[Start of section]

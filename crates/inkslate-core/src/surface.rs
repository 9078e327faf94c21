//! The drawing surface: pointer input in, committed strokes and change
//! notifications out.

use crate::canvas::{Canvas, composite};
use crate::config::{ConfigError, MAX_SURFACE_DIMENSION, SurfaceConfig};
use crate::eraser::EraserMode;
use crate::geometry::{GeometryDelta, StrokeGeometry, inflate_for_antialias};
use crate::history::StrokeHistory;
use crate::record::StrokeRecord;
use crate::smoother::{StrokeError, StrokeSmoother};
use crate::types::{Rgba, StrokeId};
use kurbo::{Circle, Point, Rect, Shape, Size};
use std::rc::Weak;
use thiserror::Error;

/// Outline color for the last redrawn region in debug mode.
pub const DEBUG_DIRTY_COLOR: Rgba = Rgba::rgb(255, 0, 255);
/// Outline color for the eraser indicator region in debug mode.
pub const DEBUG_INDICATOR_COLOR: Rgba = Rgba::rgb(0, 160, 255);
const DEBUG_OUTLINE_WIDTH: f64 = 1.0;

/// Surface errors.
#[derive(Debug, Clone, Copy, PartialEq, Error)]
pub enum SurfaceError {
    #[error(transparent)]
    Stroke(#[from] StrokeError),
    #[error("Invalid line width: {0}")]
    InvalidLineWidth(f64),
    #[error("Invalid surface size: {}x{}", .0.width, .0.height)]
    InvalidSize(Size),
}

/// Result type for surface operations.
pub type SurfaceResult<T> = Result<T, SurfaceError>;

/// Receives a payload-free notification whenever the surface state changes.
///
/// Observers re-query `can_undo`, `can_redo`, `can_clear` and `using_eraser`.
pub trait SurfaceObserver {
    fn surface_changed(&self);
}

/// Attributes captured when a stroke begins.
#[derive(Debug, Clone, Copy)]
struct PendingStyle {
    width: f64,
    color: Rgba,
    fill_color: Rgba,
    is_eraser: bool,
}

/// Result of feeding one pointer sample into the active stroke.
#[derive(Debug, Clone, Copy, PartialEq)]
pub struct StrokeUpdate {
    pub delta: GeometryDelta,
    /// Region to repaint: the new segment plus the old and new eraser
    /// indicator, if one is shown.
    pub dirty: Rect,
}

/// Freehand drawing surface.
#[derive(Debug)]
pub struct DrawingSurface {
    line_width: f64,
    color: Rgba,
    fill_color: Rgba,
    background_color: Rgba,
    size: Size,
    eraser: EraserMode,
    smoother: StrokeSmoother,
    pending: Option<PendingStyle>,
    history: StrokeHistory,
    /// Bounds of the eraser indicator as last drawn.
    last_indicator: Option<Rect>,
    /// Region reported by the most recent stroke update.
    last_dirty: Option<Rect>,
    debug: bool,
    observer: Option<Weak<dyn SurfaceObserver>>,
}

impl Default for DrawingSurface {
    fn default() -> Self {
        Self::from_config(SurfaceConfig::default())
    }
}

impl DrawingSurface {
    /// Create a surface from a validated configuration.
    pub fn new(config: SurfaceConfig) -> Result<Self, ConfigError> {
        config.validate()?;
        Ok(Self::from_config(config))
    }

    fn from_config(config: SurfaceConfig) -> Self {
        Self {
            line_width: config.line_width,
            color: config.color,
            fill_color: config.fill_color,
            background_color: config.background_color,
            size: Size::new(f64::from(config.width), f64::from(config.height)),
            eraser: EraserMode::new(config.eraser_width_multiplier),
            smoother: StrokeSmoother::new(),
            pending: None,
            history: StrokeHistory::with_max_strokes(config.max_strokes),
            last_indicator: None,
            last_dirty: None,
            debug: config.debug,
            observer: None,
        }
    }

    /// Register the observer. The surface does not keep it alive.
    pub fn set_observer(&mut self, observer: Weak<dyn SurfaceObserver>) {
        self.observer = Some(observer);
    }

    /// Stop notifying the registered observer.
    pub fn clear_observer(&mut self) {
        self.observer = None;
    }

    fn notify(&self) {
        if let Some(observer) = self.observer.as_ref().and_then(Weak::upgrade) {
            observer.surface_changed();
        }
    }

    // --- Stroke input ---

    /// Start a stroke at `point`. Any unfinished stroke is discarded.
    ///
    /// Returns the region to repaint for the eraser indicator, if shown.
    pub fn begin_stroke(&mut self, point: Point) -> Option<Rect> {
        if self.smoother.is_active() {
            log::debug!("Discarding unfinished stroke");
        }
        self.pending = Some(self.next_style());
        self.last_indicator = None;
        self.smoother.begin(point);
        let dirty = self.update_indicator(point);
        self.last_dirty = dirty;
        dirty
    }

    /// Add a pointer sample to the active stroke.
    pub fn extend_stroke(&mut self, point: Point) -> SurfaceResult<StrokeUpdate> {
        let delta = self.smoother.extend(point)?;
        let width = self.pending.map_or(self.line_width, |style| style.width);
        let mut dirty = delta.dirty_rect(width);
        if let Some(indicator) = self.update_indicator(point) {
            dirty = dirty.union(indicator);
        }
        self.last_dirty = Some(dirty);
        Ok(StrokeUpdate { delta, dirty })
    }

    /// Finish the active stroke and commit it to history.
    pub fn end_stroke(&mut self) -> SurfaceResult<StrokeId> {
        let geometry = self.smoother.finish()?;
        let style = self.pending.take().unwrap_or_else(|| self.next_style());
        self.last_indicator = None;

        let record = StrokeRecord::new(
            geometry,
            style.width,
            style.color,
            style.fill_color,
            style.is_eraser,
        );
        let id = record.id();
        log::debug!(
            "Committing {} stroke {} ({} segments, width {})",
            if style.is_eraser { "eraser" } else { "pen" },
            id,
            record.geometry().segment_count(),
            style.width
        );
        self.history.commit(record);
        self.notify();
        Ok(id)
    }

    /// Abandon the active stroke. Nothing is added to history.
    pub fn cancel_stroke(&mut self) {
        if self.smoother.is_active() {
            log::debug!("Stroke cancelled");
        }
        self.smoother.cancel();
        self.pending = None;
        self.last_indicator = None;
        self.last_dirty = None;
    }

    fn next_style(&self) -> PendingStyle {
        PendingStyle {
            width: self.eraser.effective_width(self.line_width),
            color: self.color,
            fill_color: self.fill_color,
            is_eraser: self.eraser.is_active(),
        }
    }

    /// Footprint of the in-progress stroke at `point` if it is an eraser
    /// stroke. Follows the style captured at begin, not the live mode.
    fn indicator_at(&self, point: Point) -> Option<Circle> {
        self.pending
            .filter(|style| style.is_eraser)
            .map(|style| Circle::new(point, style.width / 2.0))
    }

    /// Returns the indicator region combined with the previous one.
    fn update_indicator(&mut self, point: Point) -> Option<Rect> {
        let current = self
            .indicator_at(point)
            .map(|circle| inflate_for_antialias(circle.bounding_box()));
        let dirty = match (self.last_indicator, current) {
            (Some(previous), Some(current)) => Some(previous.union(current)),
            (previous, current) => previous.or(current),
        };
        self.last_indicator = current;
        dirty
    }

    // --- History ---

    /// Step back one stroke. Returns false if there was nothing to undo.
    pub fn undo(&mut self) -> bool {
        let changed = self.history.undo();
        if changed {
            log::debug!("Undo, {} active stroke(s)", self.history.cursor());
        }
        self.notify();
        changed
    }

    /// Step forward one stroke. Returns false if there was nothing to redo.
    pub fn redo(&mut self) -> bool {
        let changed = self.history.redo();
        if changed {
            log::debug!("Redo, {} active stroke(s)", self.history.cursor());
        }
        self.notify();
        changed
    }

    /// Remove every stroke. This cannot be undone or redone.
    pub fn clear(&mut self) -> bool {
        let changed = self.history.clear();
        if changed {
            log::debug!("Cleared drawing");
        }
        self.notify();
        changed
    }

    /// Check if undo is available.
    pub fn can_undo(&self) -> bool {
        self.history.can_undo()
    }

    /// Check if redo is available.
    pub fn can_redo(&self) -> bool {
        self.history.can_redo()
    }

    /// Check if there is anything visible to clear.
    pub fn can_clear(&self) -> bool {
        self.history.can_clear()
    }

    /// Get the stroke history.
    pub fn history(&self) -> &StrokeHistory {
        &self.history
    }

    /// Strokes currently visible, in commit order.
    pub fn active_records(&self) -> std::slice::Iter<'_, StrokeRecord> {
        self.history.active_records()
    }

    // --- Settings ---

    /// Switch eraser mode. Takes effect from the next stroke.
    pub fn set_eraser_mode(&mut self, enabled: bool) {
        if self.eraser.set_active(enabled) {
            log::debug!("Eraser {}", if enabled { "on" } else { "off" });
        }
        self.notify();
    }

    /// Flip eraser mode on or off.
    pub fn toggle_eraser(&mut self) {
        self.set_eraser_mode(!self.eraser.is_active());
    }

    /// Check if the next stroke will erase.
    pub fn using_eraser(&self) -> bool {
        self.eraser.is_active()
    }

    /// Set the base line width. Non-positive or non-finite widths are rejected.
    pub fn set_line_width(&mut self, width: f64) -> SurfaceResult<()> {
        if !(width.is_finite() && width > 0.0) {
            log::warn!("Ignoring invalid line width {}", width);
            return Err(SurfaceError::InvalidLineWidth(width));
        }
        self.line_width = width;
        Ok(())
    }

    /// Get the base line width.
    pub fn line_width(&self) -> f64 {
        self.line_width
    }

    /// Width the next stroke will be drawn with.
    pub fn effective_line_width(&self) -> f64 {
        self.eraser.effective_width(self.line_width)
    }

    /// Set the stroke color for new strokes.
    pub fn set_color(&mut self, color: Rgba) {
        self.color = color;
    }

    /// Get the stroke color for new strokes.
    pub fn color(&self) -> Rgba {
        self.color
    }

    /// Set the fill color for new strokes. Transparent disables filling.
    pub fn set_fill_color(&mut self, color: Rgba) {
        self.fill_color = color;
    }

    /// Get the fill color for new strokes.
    pub fn fill_color(&self) -> Rgba {
        self.fill_color
    }

    /// Change the background. Eraser strokes follow the new color.
    pub fn set_background_color(&mut self, color: Rgba) {
        self.background_color = color;
    }

    /// Get the background color.
    pub fn background_color(&self) -> Rgba {
        self.background_color
    }

    /// Resize the surface. Each side must be finite, positive and no larger
    /// than [`MAX_SURFACE_DIMENSION`] pixels.
    pub fn set_size(&mut self, size: Size) -> SurfaceResult<()> {
        let max = f64::from(MAX_SURFACE_DIMENSION);
        let valid = |side: f64| side.is_finite() && side > 0.0 && side <= max;
        if !(valid(size.width) && valid(size.height)) {
            log::warn!("Ignoring invalid surface size {}x{}", size.width, size.height);
            return Err(SurfaceError::InvalidSize(size));
        }
        self.size = size;
        Ok(())
    }

    /// Get the surface size in pixels.
    pub fn size(&self) -> Size {
        self.size
    }

    /// Outline redraw regions when rendering previews.
    pub fn set_debug_mode(&mut self, enabled: bool) {
        if self.debug != enabled {
            log::debug!("Debug mode {}", if enabled { "on" } else { "off" });
        }
        self.debug = enabled;
    }

    /// Check if debug outlines are drawn.
    pub fn debug_mode(&self) -> bool {
        self.debug
    }

    // --- Rendering ---

    /// Geometry of the stroke being drawn, if any.
    pub fn current_geometry(&self) -> Option<&StrokeGeometry> {
        self.smoother.current()
    }

    /// Eraser footprint at the pointer while an eraser stroke is in progress.
    pub fn eraser_indicator(&self) -> Option<Circle> {
        let point = self.smoother.last_point()?;
        self.indicator_at(point)
    }

    /// Region reported by the most recent begin or extend.
    pub fn last_dirty_rect(&self) -> Option<Rect> {
        self.last_dirty
    }

    /// Composite the active strokes onto `canvas`.
    pub fn render_to<C: Canvas + ?Sized>(&self, canvas: &mut C) {
        composite(canvas, self.active_records(), self.background_color);
    }

    /// Like [`render_to`](Self::render_to), plus the stroke in progress and,
    /// in debug mode, outlines of the last redraw and indicator regions.
    pub fn render_preview_to<C: Canvas + ?Sized>(&self, canvas: &mut C) {
        self.render_to(canvas);
        if let (Some(geometry), Some(style)) = (self.smoother.current(), self.pending) {
            let color = if style.is_eraser {
                self.background_color
            } else {
                style.color
            };
            canvas.paint(geometry, style.width, color);
        }
        if self.debug {
            let outlines = [
                (self.last_dirty, DEBUG_DIRTY_COLOR),
                (self.last_indicator, DEBUG_INDICATOR_COLOR),
            ];
            for (rect, color) in outlines
                .into_iter()
                .filter_map(|(rect, color)| rect.map(|rect| (rect, color)))
            {
                canvas.paint(&StrokeGeometry::outline(rect), DEBUG_OUTLINE_WIDTH, color);
            }
        }
    }
}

[End of section]

Task description
The lines that mention the word "will" should be pulled from the records above.

Written answer
    /// Check if the next stroke will erase.
    /// Width the next stroke will be drawn with.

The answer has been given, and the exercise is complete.